Inflation and Interest Rates: Some Clarity To Mixed Macroeconomic Signals

Inflation and Interest Rates was listed as the #1 issue in the 2022-23 Top Ten Issues Affecting Real Estate® by The Counselors of Real Estate®.

“The proximate threats to continued economic growth remain the pandemic and policy error.”

Executive Summary

Having focused on its mandate for maximum employment, the U.S. Federal Reserve is now singularly focused on inflation. Combined with sustained geopolitical risk and vanishing fiscal stimulus, tightened monetary policy will place upward pressure on cap rates and market volatility. Real estate transaction volume will, however, likely remain vibrant for the next year. The proximate threats to continued economic growth remain the COVID-19 pandemic and policy error at the U.S. Federal Reserve.

2019 and Pre-COVID

When teaching an honors finance course in fall 2019, I told my students that an inverted yield curve probabilistically predicted an economic recession in the next 12 to 18 months.  In early September 2019, the curve stood at -50 basis points (bps).  It had been negative since late July and would remain negative until early October.  The Fed was also intervening in overnight lending markets.1  Simply put, the U.S. economy’s longest recorded economic expansion was ending before COVID-19 entered the lexicon.

The Impact and the Response

Initially a demand shock, COVID-19’s impacts persist.  First-time claims for unemployment insurance (UI) skyrocketed, and between early March and early June 2020, over 40 million Americans filed first-time claims.2 The unemployment rate quadrupled between March and May 2020.  By the end of Q2 2020, real output was contracting by nearly 10%.3  During the pandemic, market volatility exploded to levels not seen since the global financial crisis.

The magnitude of the crisis drove a substantial policy response. Fiscal policy included extended UI payments, the 2020 Paycheck Protection Plan, and the 2021 American Rescue Plan. Focusing on direct cash infusions to support consumption, this response amounted to a quarter of annual U.S. GDP.4  The Federal Reserve lowered its overnight lending rate to zero and more than doubled its balance sheet with asset purchases. The 10-year U.S. Treasury fell to an historic low of 54 bps in March 2020, and the average 30-year fixed residential mortgage fell to approximately 270 bps.

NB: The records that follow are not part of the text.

#[async_trait]
impl InvestmentRepositoryTrait for InMemoryInvestmentRepository {
    fn list_for_user(&self, user_id: &str) -> Result<Vec<Investment>> {
        Ok(self
            .investments
            .lock()
            .unwrap()
            .iter()
            .rev()
            .filter(|i| i.user_id == user_id)
            .cloned()
            .collect())
    }

    fn get_by_id(&self, investment_id: &str) -> Result<Investment> {
        self.investments
            .lock()
            .unwrap()
            .iter()
            .find(|i| i.id == investment_id)
            .cloned()
            .ok_or_else(|| missing(investment_id))
    }

    async fn purchase(&self, new_investment: NewInvestment) -> Result<Investment> {
        {
            let mut properties = self.properties.properties.lock().unwrap();
            let property = properties
                .iter_mut()
                .find(|p| p.id == new_investment.property_id)
                .ok_or_else(|| missing(&new_investment.property_id))?;
            if property.status != PropertyStatus::Available {
                return Err(Error::ConstraintViolation(format!(
                    "Property {} is {}",
                    property.id,
                    property.status.as_str()
                )));
            }
            let terms = property
                .equity
                .as_mut()
                .ok_or_else(|| Error::ConstraintViolation("no equity terms".to_string()))?;
            if terms.available_shares < new_investment.shares {
                return Err(Error::ConstraintViolation(format!(
                    "Only {} shares are available",
                    terms.available_shares
                )));
            }
            terms.available_shares -= new_investment.shares;
            if terms.available_shares == 0 {
                property.status = PropertyStatus::SoldOut;
            }
        }
        let mut investments = self.investments.lock().unwrap();
        let investment = Investment {
            id: format!("investment-{}", investments.len() + 1),
            user_id: new_investment.user_id,
            property_id: new_investment.property_id,
            shares: new_investment.shares,
            price_per_share: new_investment.price_per_share,
            amount: new_investment.amount,
            created_at: Utc::now().naive_utc(),
        };
        investments.push(investment.clone());
        Ok(investment)
    }
}

// ============================================================================
// Users
// ============================================================================

#[derive(Default)]
pub struct InMemoryUserRepository {
    pub users: Mutex<Vec<(User, String)>>,
    pub kyc: Mutex<HashMap<String, KycRecord>>,
}

impl InMemoryUserRepository {
    pub fn with(users: Vec<User>) -> Arc<Self> {
        Arc::new(Self {
            users: Mutex::new(
                users
                    .into_iter()
                    .map(|u| (u, "$argon2id$fixture".to_string()))
                    .collect(),
            ),
            kyc: Mutex::new(HashMap::new()),
        })
    }

    fn set_user_status(&self, user_id: &str, status: KycStatus) -> Result<()> {
        let mut users = self.users.lock().unwrap();
        let (user, _) = users
            .iter_mut()
            .find(|(u, _)| u.id == user_id)
            .ok_or_else(|| missing(user_id))?;
        user.kyc_status = status;
        Ok(())
    }
}

#[async_trait]
impl UserRepositoryTrait for InMemoryUserRepository {
    fn get_by_id(&self, user_id: &str) -> Result<User> {
        self.users
            .lock()
            .unwrap()
            .iter()
            .find(|(u, _)| u.id == user_id)
            .map(|(u, _)| u.clone())
            .ok_or_else(|| missing(user_id))
    }

    fn find_by_email(&self, email: &str) -> Result<Option<User>> {
        Ok(self
            .users
            .lock()
            .unwrap()
            .iter()
            .find(|(u, _)| u.email == email)
            .map(|(u, _)| u.clone()))
    }

    fn get_credentials(&self, email: &str) -> Result<Option<UserCredentials>> {
        Ok(self
            .users
            .lock()
            .unwrap()
            .iter()
            .find(|(u, _)| u.email == email)
            .map(|(u, hash)| UserCredentials {
                user_id: u.id.clone(),
                email: u.email.clone(),
                password_hash: hash.clone(),
            }))
    }

    async fn create(&self, new_user: NewUser) -> Result<User> {
        let mut users = self.users.lock().unwrap();
        let user = User {
            id: format!("user-{}", users.len() + 1),
            email: new_user.email,
            full_name: new_user.full_name,
            phone: new_user.phone,
            role: new_user.role,
            kyc_status: KycStatus::NotStarted,
            created_at: Utc::now().naive_utc(),
            updated_at: Utc::now().naive_utc(),
        };
        users.push((user.clone(), new_user.password_hash));
        Ok(user)
    }

    async fn update_profile(&self, user_id: &str, update: ProfileUpdate) -> Result<User> {
        let mut users = self.users.lock().unwrap();
        let (user, _) = users
            .iter_mut()
            .find(|(u, _)| u.id == user_id)
            .ok_or_else(|| missing(user_id))?;
        user.full_name = update.full_name;
        user.phone = update.phone;
        Ok(user.clone())
    }

    fn get_kyc(&self, user_id: &str) -> Result<Option<KycRecord>> {
        Ok(self.kyc.lock().unwrap().get(user_id).cloned())
    }

    async fn save_kyc_submission(
        &self,
        user_id: &str,
        submission: KycSubmission,
    ) -> Result<KycRecord> {
        let current = self.get_by_id(user_id)?.kyc_status;
        if !current.accepts_submission() {
            return Err(Error::ConstraintViolation(format!(
                "KYC cannot be submitted while status is {}",
                current.as_str()
            )));
        }
        self.set_user_status(user_id, KycStatus::Pending)?;
        let record = KycRecord {
            user_id: user_id.to_string(),
            document_type: submission.document_type,
            document_number: submission.document_number,
            date_of_birth: submission.date_of_birth,
            status: KycStatus::Pending,
            review_note: None,
            submitted_at: Utc::now().naive_utc(),
            reviewed_at: None,
        };
        self.kyc
            .lock()
            .unwrap()
            .insert(user_id.to_string(), record.clone());
        Ok(record)
    }

    async fn set_kyc_status(
        &self,
        user_id: &str,
        status: KycStatus,
        note: Option<String>,
    ) -> Result<KycRecord> {
        let mut kyc = self.kyc.lock().unwrap();
        let record = kyc.get_mut(user_id).ok_or_else(|| missing(user_id))?;
        if record.status != KycStatus::Pending {
            return Err(Error::ConstraintViolation(format!(
                "KYC for user {} is not pending review",
                user_id
            )));
        }
        self.set_user_status(user_id, status)?;
        record.status = status;
        record.review_note = note;
        record.reviewed_at = Some(Utc::now().naive_utc());
        Ok(record.clone())
    }
}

Durables Drive Inflation and the Pivot

Given complex international supply chains, the pandemic was also a supply shock with a substantial inflationary impact.  Supported by federal policy, overall consumption recovered rapidly but was distorted relative to its pre-pandemic levels.  Basically, consumers substituted dining out (non-durables consumption) with buying furniture (durables consumption).  By April 2021, durables consumption was nearly 40% higher than its pre-pandemic level, while non-durables consumption was only 14% higher.  Shipping costs associated with durables increased substantially and remain substantially elevated.  These pandemic supply shocks have driven inflation well above the Fed’s stated policy of two percent.  By one standard measure, inflation is at levels not seen since the early 1990’s. The ten-year break-even inflation rate remains well above 200 bps.5

With the Fed’s dual mandate of maximal employment and price stability, its initial focus was labor markets, which have largely recovered.  It has now turned to price stability, signaling substantial rate increases in the medium term, including the recent increases in the FFR.  It has also announced a “run-off” in its balance sheet.  Both policies will place upward pressure on long-duration Treasuries, as well as cap rates (absent an offsetting increase in demand).


Endnotes

[1] Source: this statement.

[2] Federal Reserve Economic Database (FRED).

[3] The advanced estimate for Q1 2022 showed a slight contraction based on inventory reduction.

[4] Source: this report.

[5] The 10-year break-even rate is the difference between the 10-year Treasury and Treasury Inflation Protected Securities (TIPS).  It serves as an indication of markets’ inflation expectations over a 10-year horizon.